▸ **Your instructions**
Below are records; reproduce exactly the lines from the first through the one containing "Enable verbose output.".

——————

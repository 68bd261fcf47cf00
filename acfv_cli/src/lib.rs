use std::path::PathBuf;

use clap::Parser;
use clap::Subcommand;

#[derive(Parser)]
#[command(
	author,
	version,
	about = "Render ACF Views and Cards from a JSON site document.",
	long_about = "acfv renders ACF Views (HTML templates bound to the custom fields of a content \
	              item) and Cards (post listings that render a View for every result) from a JSON \
	              site document.\n\nQuick start:\n  acfv view 10 --object-id 1    Render a \
	              View for post 1\n  acfv card 20                  Render the first page of a \
	              Card\n  acfv render page.html         Expand shortcodes inside a file\n  acfv \
	              fields                   List the fields a View can display"
)]
pub struct AcfvCli {
	#[command(subcommand)]
	pub command: Option<Commands>,

	/// Path to the project root directory.
	#[arg(long, short, global = true)]
	pub path: Option<PathBuf>,

	/// Enable verbose output.
	#[arg(long, short, global = true, default_value_t = false)]
	pub verbose: bool,

	/// Disable colored output.
	#[arg(long, global = true, default_value_t = false)]
	pub no_color: bool,

	/// Site document to read, overriding `[site] data` from `acfv.toml`.
	#[arg(long, global = true)]
	pub site: Option<PathBuf>,
}

#[derive(Subcommand)]
pub enum Commands {
	/// Render a View shortcode and print the HTML.
	///
	/// Shortcode errors, such as an unknown view or object id, are printed
	/// as the inline error fragment a page would show.
	View {
		/// Id of the stored View definition.
		view_id: u64,

		/// Data object: a post id, `options` or `$user$`. Defaults to the
		/// current loop post when omitted.
		#[arg(long)]
		object_id: Option<String>,

		/// Id of the logged in user, used by `$user$` and role gating.
		#[arg(long)]
		user: Option<u64>,
	},
	/// Render a Card.
	///
	/// The first page prints the whole card shortcode. Later pages print
	/// only the items, the way load more pagination appends them.
	Card {
		/// Id of the stored Card definition.
		card_id: u64,

		/// Page to render.
		#[arg(long, default_value_t = 1)]
		page: u64,
	},
	/// Expand every View and Card shortcode inside a file.
	///
	/// The collected CSS replaces the `<!--acf-views-styles-->` stub and
	/// collected JS is appended, as the page footer would print them.
	Render {
		/// File holding the page content.
		file: PathBuf,
	},
	/// Print the query a Card runs, as JSON.
	Query {
		/// Id of the stored Card definition.
		card_id: u64,

		/// Page to build the query for.
		#[arg(long, default_value_t = 1)]
		page: u64,
	},
	/// Print the responsive layout CSS generated from a Card's layout rules.
	Layout {
		/// Id of the stored Card definition.
		card_id: u64,
	},
	/// Print the markup preview of a View, as the editor shows it after
	/// saving.
	Skeleton {
		/// Id of the stored View definition.
		view_id: u64,
	},
	/// List the fields a View can display, one `key<TAB>label` per line.
	Fields,
}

——————

▸ **Response**
repository 68bd261fcf47cf00
filename acfv_cli/src/lib.rs
use std::path::PathBuf;

use clap::Parser;
use clap::Subcommand;

#[derive(Parser)]
#[command(
	author,
	version,
	about = "Render ACF Views and Cards from a JSON site document.",
	long_about = "acfv renders ACF Views (HTML templates bound to the custom fields of a content \
	              item) and Cards (post listings that render a View for every result) from a JSON \
	              site document.\n\nQuick start:\n  acfv view 10 --object-id 1    Render a \
	              View for post 1\n  acfv card 20                  Render the first page of a \
	              Card\n  acfv render page.html         Expand shortcodes inside a file\n  acfv \
	              fields                   List the fields a View can display"
)]
pub struct AcfvCli {
	#[command(subcommand)]
	pub command: Option<Commands>,

	/// Path to the project root directory.
	#[arg(long, short, global = true)]
	pub path: Option<PathBuf>,

	/// Enable verbose output.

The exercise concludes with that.